Is 8,23b-9,3; Sal 26; 1Co 1,10-13.17; Mat 4,12-23

Cómo llama la atención la extraña simplicidad con la que el Señor nos llama. No corre tras nosotros. Ni se vuelve para ver si, efectivamente, le seguimos. Quizá somos demasiado ricos. No nos da explicaciones. Venid y ved. Y fueron y vieron. Y se quedaron con él. No más que esta maravillosa sencillez. Nos habla con mansa autoridad, venid, y nosotros le escuchamos con austera libertad, seguidme. ¿Cómo es esto posible? Porque, caminando en tinieblas, vimos una luz grande. Nos brilló aquella luz que condujo a pastores y magos. Esa luz, para nosotros, se concentra en una sola palabra luminosa: Sígueme. Y renqueando, siempre renqueando, contando solo con su fuerza, corremos tras él. Ese seguimiento se hace tradición en nuestra vida. Se hace Iglesia eucarística en ella. Llenos de gozo, acrecentada nuestra alegría, estamos con él haciendo su camino, que ahora es también el nuestro. Nuestro seguimiento será renqueante, es verdad, pero nada ni nadie, contando con la fuerza de su gracia, que estira de nosotros con suave suasión, podrá con nosotros, ni la vara del opresor ni el bastón en su hombro, porque tenemos la certeza de que él los quebrará. Cantamos, pues, con el salmo, que el Señor es mi luz y mi salvación. Él es la defensa de mi vida, ¿quién me hará temblar?

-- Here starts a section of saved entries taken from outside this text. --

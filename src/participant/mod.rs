//! Conversation participants: actors that exchange [`Event`](crate::events::Event)s
//! through queues.
//!
//! A participant owns two queues. Others push into its inbound queue; it
//! pushes into its outbound queue and others drain it. `start` runs an
//! ingress loop (outside world to outbound queue) and an egress loop (inbound
//! queue to outside world) until cancelled, and returns once both stopped.
//! Both queues are completed on the way out.

pub mod ai;
pub mod media;
pub mod queue;

use std::future::Future;
use std::panic::AssertUnwindSafe;

use async_trait::async_trait;
use futures::FutureExt;
use parking_lot::Mutex;
use tokio_util::sync::CancellationToken;

use crate::error::{Error, Result};
use crate::tools::bridge::panic_message;

pub use ai::AiParticipant;
pub use media::MediaParticipant;
pub use queue::{EventQueue, Queue, QueueReader};

#[derive(Debug, Clone, Copy, PartialEq, Eq)]
pub enum ParticipantState {
    Created,
    Running,
    Stopping,
    Stopped,
}

#[async_trait]
pub trait Participant: Send + Sync {
    fn id(&self) -> &str;

    fn name(&self) -> &str;

    /// Queue this participant drains.
    fn inbound(&self) -> &EventQueue;

    /// Queue this participant fills.
    fn outbound(&self) -> &EventQueue;

    fn state(&self) -> ParticipantState;

    /// Run both loops until `cancel` fires, the participant is stopped, or
    /// its transport closes. Valid once per instance.
    ///
    /// # Errors
    /// `Error::AlreadyStarted` on a second call; otherwise the first loop fault.
    async fn start(&self, cancel: CancellationToken) -> Result<()>;

    /// Cancel the participant's lifetime scope.
    fn stop(&self);
}

/// State shared by every participant implementation.
#[derive(Debug)]
pub struct ParticipantCore {
    id: String,
    name: String,
    inbound: EventQueue,
    outbound: EventQueue,
    state: Mutex<ParticipantState>,
    scope: CancellationToken,
}

impl ParticipantCore {
    #[must_use]
    pub fn new(id: impl Into<String>, name: impl Into<String>) -> Self {
        Self {
            id: id.into(),
            name: name.into(),
            inbound: EventQueue::new(),
            outbound: EventQueue::new(),
            state: Mutex::new(ParticipantState::Created),
            scope: CancellationToken::new(),
        }
    }

    #[must_use]
    pub fn id(&self) -> &str {
        &self.id
    }

    #[must_use]
    pub fn name(&self) -> &str {
        &self.name
    }

    #[must_use]
    pub const fn inbound(&self) -> &EventQueue {
        &self.inbound
    }

    #[must_use]
    pub const fn outbound(&self) -> &EventQueue {
        &self.outbound
    }

    #[must_use]
    pub fn state(&self) -> ParticipantState {
        *self.state.lock()
    }

    #[must_use]
    pub const fn scope(&self) -> &CancellationToken {
        &self.scope
    }

    pub fn stop(&self) {
        self.scope.cancel();
    }

    fn begin(&self) -> Result<()> {
        let mut state = self.state.lock();
        if *state != ParticipantState::Created {
            return Err(Error::AlreadyStarted(self.id.clone()));
        }
        *state = ParticipantState::Running;
        Ok(())
    }

    fn set_state(&self, next: ParticipantState) {
        *self.state.lock() = next;
    }

    /// Run `ingress` and `egress` under the participant's scope, then
    /// complete both queues.
    ///
    /// # Errors
    /// `Error::AlreadyStarted` when called twice, otherwise the first fault.
    pub async fn supervise<I, E>(&self, cancel: &CancellationToken, ingress: I, egress: E) -> Result<()>
    where
        I: Future<Output = Result<()>> + Send,
        E: Future<Output = Result<()>> + Send,
    {
        self.begin()?;
        tracing::info!(participant_id = %self.id, name = %self.name, "Starting participant");

        let result = supervise_loops(&self.id, &self.scope, cancel, ("ingress", ingress), ("egress", egress)).await;

        self.set_state(ParticipantState::Stopping);
        self.inbound.complete();
        self.outbound.complete();
        self.set_state(ParticipantState::Stopped);
        tracing::info!(participant_id = %self.id, "Participant stopped");
        result
    }
}

/// Run two loops concurrently under `scope` until both have ended.
///
/// A loop that faults (error or panic) cancels `scope` so its sibling stops
/// too. `cancel` is linked into `scope` for the duration of the run.
/// Cancellation is not a fault.
pub(crate) async fn supervise_loops<A, B>(
    owner: &str,
    scope: &CancellationToken,
    cancel: &CancellationToken,
    first: (&'static str, A),
    second: (&'static str, B),
) -> Result<()>
where
    A: Future<Output = Result<()>> + Send,
    B: Future<Output = Result<()>> + Send,
{
    let first_fault = Mutex::new(None);
    let loops = futures::future::join(
        run_loop(owner, scope, first.0, first.1, &first_fault),
        run_loop(owner, scope, second.0, second.1, &first_fault),
    );
    tokio::pin!(loops);
    tokio::select! {
        _ = &mut loops => {}
        () = cancel.cancelled() => {
            scope.cancel();
            loops.await;
        }
    }
    first_fault.lock().take().map_or(Ok(()), Err)
}

async fn run_loop<F>(
    owner: &str,
    scope: &CancellationToken,
    name: &'static str,
    work: F,
    first_fault: &Mutex<Option<Error>>,
) where
    F: Future<Output = Result<()>> + Send,
{
    let fault = match AssertUnwindSafe(work).catch_unwind().await {
        Ok(Ok(())) => {
            tracing::debug!(owner, loop_name = name, "Loop finished");
            return;
        }
        Ok(Err(err)) if err.is_cancellation() => {
            tracing::info!(owner, loop_name = name, "Loop cancelled");
            return;
        }
        Ok(Err(err)) => err,
        Err(panic) => Error::Panicked(panic_message(panic.as_ref())),
    };
    tracing::error!(owner, loop_name = name, "Loop faulted: {fault}");
    scope.cancel();
    first_fault.lock().get_or_insert(fault);
}
//! In-process session doubles for unit tests.

use std::sync::Arc;

use async_trait::async_trait;
use futures::StreamExt;
use futures::channel::mpsc as fmpsc;
use tokio::sync::mpsc;

use super::{ConversationItem, ProviderSession, ProviderUpdate, SessionCommands};
use crate::error::{Error, Result};

#[derive(Debug, Clone, PartialEq, Eq)]
pub enum Recorded {
    Audio(Vec<u8>),
    Item(ConversationItem),
    StartResponse,
    Close,
}

/// Records every command it receives, in order.
#[derive(Debug)]
pub struct RecordingCommands {
    tx: mpsc::UnboundedSender<Recorded>,
}

impl RecordingCommands {
    fn record(&self, command: Recorded) -> Result<()> {
        self.tx.send(command).map_err(|_| Error::ConnectionClosed)
    }
}

#[async_trait]
impl SessionCommands for RecordingCommands {
    async fn send_audio(&self, audio: &[u8]) -> Result<()> {
        self.record(Recorded::Audio(audio.to_vec()))
    }

    async fn add_item(&self, item: ConversationItem) -> Result<()> {
        self.record(Recorded::Item(item))
    }

    async fn start_response(&self) -> Result<()> {
        self.record(Recorded::StartResponse)
    }

    async fn close(&self) -> Result<()> {
        self.record(Recorded::Close)
    }
}

pub fn recording_commands() -> (Arc<RecordingCommands>, mpsc::UnboundedReceiver<Recorded>) {
    let (tx, rx) = mpsc::unbounded_channel();
    (Arc::new(RecordingCommands { tx }), rx)
}

/// Session whose updates are pushed by the test.
pub struct ScriptedSession {
    pub updates: fmpsc::UnboundedSender<Result<ProviderUpdate>>,
    pub recorded: mpsc::UnboundedReceiver<Recorded>,
}

pub fn scripted_session() -> (ProviderSession, ScriptedSession) {
    let (commands, recorded) = recording_commands();
    let (updates_tx, updates_rx) = fmpsc::unbounded();
    let session = ProviderSession {
        commands,
        updates: updates_rx.boxed(),
    };
    (
        session,
        ScriptedSession {
            updates: updates_tx,
            recorded,
        },
    )
}
//! Transcript persistence collaborator.

use std::collections::HashMap;

use async_trait::async_trait;
use parking_lot::RwLock;

use crate::error::Result;
use crate::events::Event;

/// Append-only transcript storage keyed by conversation id.
#[async_trait]
pub trait ConversationStore: Send + Sync {
    async fn append(&self, conversation_id: &str, event: Event) -> Result<()>;

    /// Events of a conversation in append order. Unknown ids yield an empty list.
    async fn history(&self, conversation_id: &str) -> Result<Vec<Event>>;
}

/// Unbounded store for tests and demos. Nothing is ever evicted, so a
/// long-running server should plug in a real backend instead.
#[derive(Debug, Default)]
pub struct InMemoryConversationStore {
    conversations: RwLock<HashMap<String, Vec<Event>>>,
}

impl InMemoryConversationStore {
    #[must_use]
    pub fn new() -> Self {
        Self::default()
    }
}

#[async_trait]
impl ConversationStore for InMemoryConversationStore {
    async fn append(&self, conversation_id: &str, event: Event) -> Result<()> {
        self.conversations
            .write()
            .entry(conversation_id.to_string())
            .or_default()
            .push(event);
        Ok(())
    }

    async fn history(&self, conversation_id: &str) -> Result<Vec<Event>> {
        Ok(self
            .conversations
            .read()
            .get(conversation_id)
            .cloned()
            .unwrap_or_default())
    }
}

#[cfg(test)]
mod tests {
    use super::*;
    use crate::events::ConversationRole;

    #[tokio::test]
    async fn history_is_ordered_per_conversation() {
        let store = InMemoryConversationStore::new();
        let first = Event::transcript_finished("hello", ConversationRole::User);
        let second = Event::transcript_finished("hi, how can I help?", ConversationRole::Assistant);
        store.append("call-1", first.clone()).await.unwrap();
        store.append("call-2", Event::transcript_finished("other", ConversationRole::User)).await.unwrap();
        store.append("call-1", second.clone()).await.unwrap();

        assert_eq!(store.history("call-1").await.unwrap(), vec![first, second]);
        assert_eq!(store.history("call-2").await.unwrap().len(), 1);
        assert!(store.history("missing").await.unwrap().is_empty());
    }
}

Renqueando demasiadas veces, esta inmensa fragilidad es parte de nuestro mismo ser redimido, en espera de que lleguemos a la plenitud de nuestro ser verdadero, nunca por nuestros esfuerzos, siempre por la suave suasión de su gracia, le seguiremos y predicaremos como él a todos los pueblos, por más que tú y yo, seguramente, solo tenemos la gotita de aceite en nuestro mundo, tan pequeño, tan particular. Diremos a todos: convertíos porque está cerca el reino de los cielos. Convertíos a él para seguirle. Convertíos a él para que os llene de su gracia redentora. Convertíos a él como miembros de su Iglesia; la Iglesia eucarística en la que también ellos vivirán la sacramentalidad de su carne. Convertíos a él e invitad a todos a participar en la mesa en la que se nos ofrece el fruto de su sacrificio. Enseñad por todas partes y a todas las gentes, predicando el Evangelio del reino.

¿Cómo andaremos, pues, divididos entre nosotros? Un único cuerpo, el de la Iglesia, del cual Cristo es cabeza. Por eso, nos exhorta Pablo, estad bien unidos con un mismo pensar y sentir. Porque tanto nuestra palabra como nuestra acción no son cosa de pura individualidad, de Dios conmigo, de Jesús conmigo, sino que ha hecho de nosotros un cuerpo. Cuerpo único. Cuerpo eucarística. ¿Dividiremos a Cristo diciendo que yo soy de esta facción eclesiástica y tú eres de aquella otra, y nos miramos de reojo con odio, haciéndonos signos de violencia? ¿No comprenderemos que, siendo lo que somos en la entera libertad en la que vivimos, y que se nos regala, lo nuestro es una dádiva de unidad? Un solo Dios. Un solo Señor. Una sola Iglesia. Una sola eucaristía. Una sola la materialidad de nuestra carne. Mas nosotros, demasiadas veces, andamos ladeantes, apoyados en nuestros propios deseos imperturbables de que Cristo es cosa nuestra. Y nos lo apropiamos de modo medio sectario. Mi Jesús es mío y es mucho mejor que el tuyo, porque el tuyo es uno falsificado. ¡Qué horror! Porque la Iglesia de Cristo, que vive su realidad en su extrema diversidad, no es la tuya ni la mía, sino la Iglesia de Dios.